Montek Ahluwalia rebuffs Kamal Nath on plan panel's 'armchair' role
Planning Commission Deputy Chairman Montek Singh Ahluwalia today said a government cannot be run only by those who know how to build roads, rebuffing Transport Minister Kamal Nath's charge that the plan panel was an "armchair advisor".delhi Updated: Jul 11, 2010 12:46 IST
Planning Commission Deputy Chairman Montek Singh Ahluwalia on Sunday said a government cannot be run only by those who know how to build roads, rebuffing Transport Minister Kamal Nath's charge that the plan panel was an "armchair advisor".
"My view is that you cannot run a government only with people who know how to build roads. You have to give them a set of rules..." Ahluwalia told CNN-IBN.
Nath had hit out at the Planning Commission on July 5, describing it as an "armchair" advisor oblivious to the ground realities of building roads.
"Producing a book is one thing and producing a road is another thing," he had said at a Planning Commission programme.
While Ahluwalia agreed that "building roads is certainly different from writing guidelines," he said, "we are not an implementing body. Equally, it does not mean that you (ministries) don't need advise. I mean accountants are not people who build roads but you cannot build roads without having decent accounts."
He said that different arms of the government play different roles.
Ahluwalia also rebutted Nath's charges that the plan panel was not allowing his Ministry to achieve the 20 kms-a-day road-building target.
"I don't think that is at all correct," Ahluwalia said, adding that when targets are set, "you have to relate that target to the funding that is available."
One of the principle roles of the Planning Commission is to scale down the demands of ministries, which are typically 100 per cent more than the money available, he said.

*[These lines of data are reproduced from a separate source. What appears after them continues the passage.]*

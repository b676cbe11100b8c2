//! Error types for upstream weather resolution.

use thiserror::Error;

/// Failure of an upstream fetch, or of the resolution layered on top of it.
///
/// The first four variants come out of the HTTP layer. `MissingForecast`
/// and `NoPeriods` are structurally valid but semantically empty payloads;
/// they propagate instead of silently defaulting. `DeadlineExceeded` is the
/// shared per-request budget running out, covering both chained calls.
#[derive(Error, Debug)]
pub enum UpstreamError {
    /// Connection or send failure, including a timed-out or aborted request
    #[error("request failed: {0}")]
    Transport(#[source] reqwest::Error),

    /// Upstream answered with something other than 200
    #[error("unexpected status code: {0}")]
    Status(u16),

    /// The response body could not be read to completion
    #[error("failed to read body: {0}")]
    Body(#[source] reqwest::Error),

    /// The body was not valid JSON of the expected shape
    #[error("failed to decode body: {0}")]
    Decode(#[from] serde_json::Error),

    /// Points payload decoded fine but carried no forecast endpoint
    #[error("no forecast endpoint in points response")]
    MissingForecast,

    /// Forecast payload decoded fine but its periods sequence was empty
    #[error("no periods found")]
    NoPeriods,

    /// The per-request wall-clock budget ran out
    #[error("deadline exceeded while fetching upstream data")]
    DeadlineExceeded,
}

impl From<tokio::time::error::Elapsed> for UpstreamError {
    fn from(_: tokio::time::error::Elapsed) -> Self {
        UpstreamError::DeadlineExceeded
    }
}

impl UpstreamError {
    /// Whether the failure is a data problem (payload decoded but unusable)
    /// rather than a transport one.
    #[must_use]
    pub fn is_data_error(&self) -> bool {
        matches!(
            self,
            UpstreamError::Decode(_) | UpstreamError::MissingForecast | UpstreamError::NoPeriods
        )
    }
}

#[cfg(test)]
mod tests {
    use super::*;

    #[test]
    fn test_status_message_carries_code() {
        let err = UpstreamError::Status(503);
        assert_eq!(err.to_string(), "unexpected status code: 503");
    }

    #[test]
    fn test_empty_payload_messages() {
        assert_eq!(
            UpstreamError::MissingForecast.to_string(),
            "no forecast endpoint in points response"
        );
        assert_eq!(UpstreamError::NoPeriods.to_string(), "no periods found");
    }

    #[tokio::test]
    async fn test_elapsed_converts_to_deadline_exceeded() {
        let elapsed = tokio::time::timeout(
            std::time::Duration::from_millis(1),
            std::future::pending::<()>(),
        )
        .await
        .expect_err("pending future should time out");
        let err: UpstreamError = elapsed.into();
        assert!(matches!(err, UpstreamError::DeadlineExceeded));
    }

    #[test]
    fn test_data_error_classification() {
        assert!(UpstreamError::NoPeriods.is_data_error());
        assert!(UpstreamError::MissingForecast.is_data_error());
        assert!(!UpstreamError::Status(500).is_data_error());
        assert!(!UpstreamError::DeadlineExceeded.is_data_error());
    }
}
use anyhow::{Context, Result};
use tracing::info;
use tracing_subscriber::EnvFilter;

use gridcast::{AppState, ForecastClient, GridcastConfig, Lifecycle, router};

#[tokio::main]
async fn main() -> Result<()> {
    let config = GridcastConfig::load().context("failed to load configuration")?;

    tracing_subscriber::fmt()
        .with_env_filter(
            EnvFilter::try_from_default_env()
                .unwrap_or_else(|_| EnvFilter::new(config.logging.level.clone())),
        )
        .init();

    let forecast = ForecastClient::new(&config.upstream)?;
    let state = AppState {
        forecast,
        request_budget: config.request_budget(),
    };

    let lifecycle = Lifecycle::new();
    let addr = lifecycle.start(&config.bind_addr(), router(state)).await?;

    info!(
        "Use SIGINT/Ctrl-C to stop. For example, run the following for Kansas City weather:\n\tcurl 'http://{addr}/weather?lat=39.0997&lon=-94.5786'"
    );

    shutdown_signal().await?;
    info!("shutdown signal received");

    lifecycle.stop().await
}

/// Wait for SIGINT or, on unix, SIGTERM.
async fn shutdown_signal() -> Result<()> {
    #[cfg(unix)]
    {
        use tokio::signal::unix::{SignalKind, signal};

        let mut terminate =
            signal(SignalKind::terminate()).context("failed to install SIGTERM handler")?;
        tokio::select! {
            result = tokio::signal::ctrl_c() => {
                result.context("failed to listen for SIGINT")?;
            }
            _ = terminate.recv() => {}
        }
    }

    #[cfg(not(unix))]
    {
        tokio::signal::ctrl_c()
            .await
            .context("failed to listen for SIGINT")?;
    }

    Ok(())
}
//! Gridcast - plain-text weather summaries for coordinates.
//!
//! The service answers `GET /weather?lat=..&lon=..` by chaining two
//! National Weather Service lookups (a points lookup, then the gridpoint
//! forecast it refers to) under a single per-request deadline, and reduces
//! the first forecast period to a one-line summary.

pub mod config;
pub mod error;
pub mod fetch;
pub mod forecast;
pub mod models;
pub mod server;
pub mod web;

// Re-export core types for public API
pub use config::GridcastConfig;
pub use error::UpstreamError;
pub use forecast::ForecastClient;
pub use models::{Comfort, ForecastSummary};
pub use server::Lifecycle;
pub use web::{AppState, router};

/// Library version
pub const VERSION: &str = env!("CARGO_PKG_VERSION");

On Nath's remarks that the world class terminal at Delhi airport would not have been possible, had the Planning Commission been involved in it, Ahluwalia said the plan panel had a role, but was limited to selection of the operator (GMR Group).
"It was a public-private-partnership and the government's involvement was prior to the selection of the partner. It is absolutely true that once selected we didn't get involved."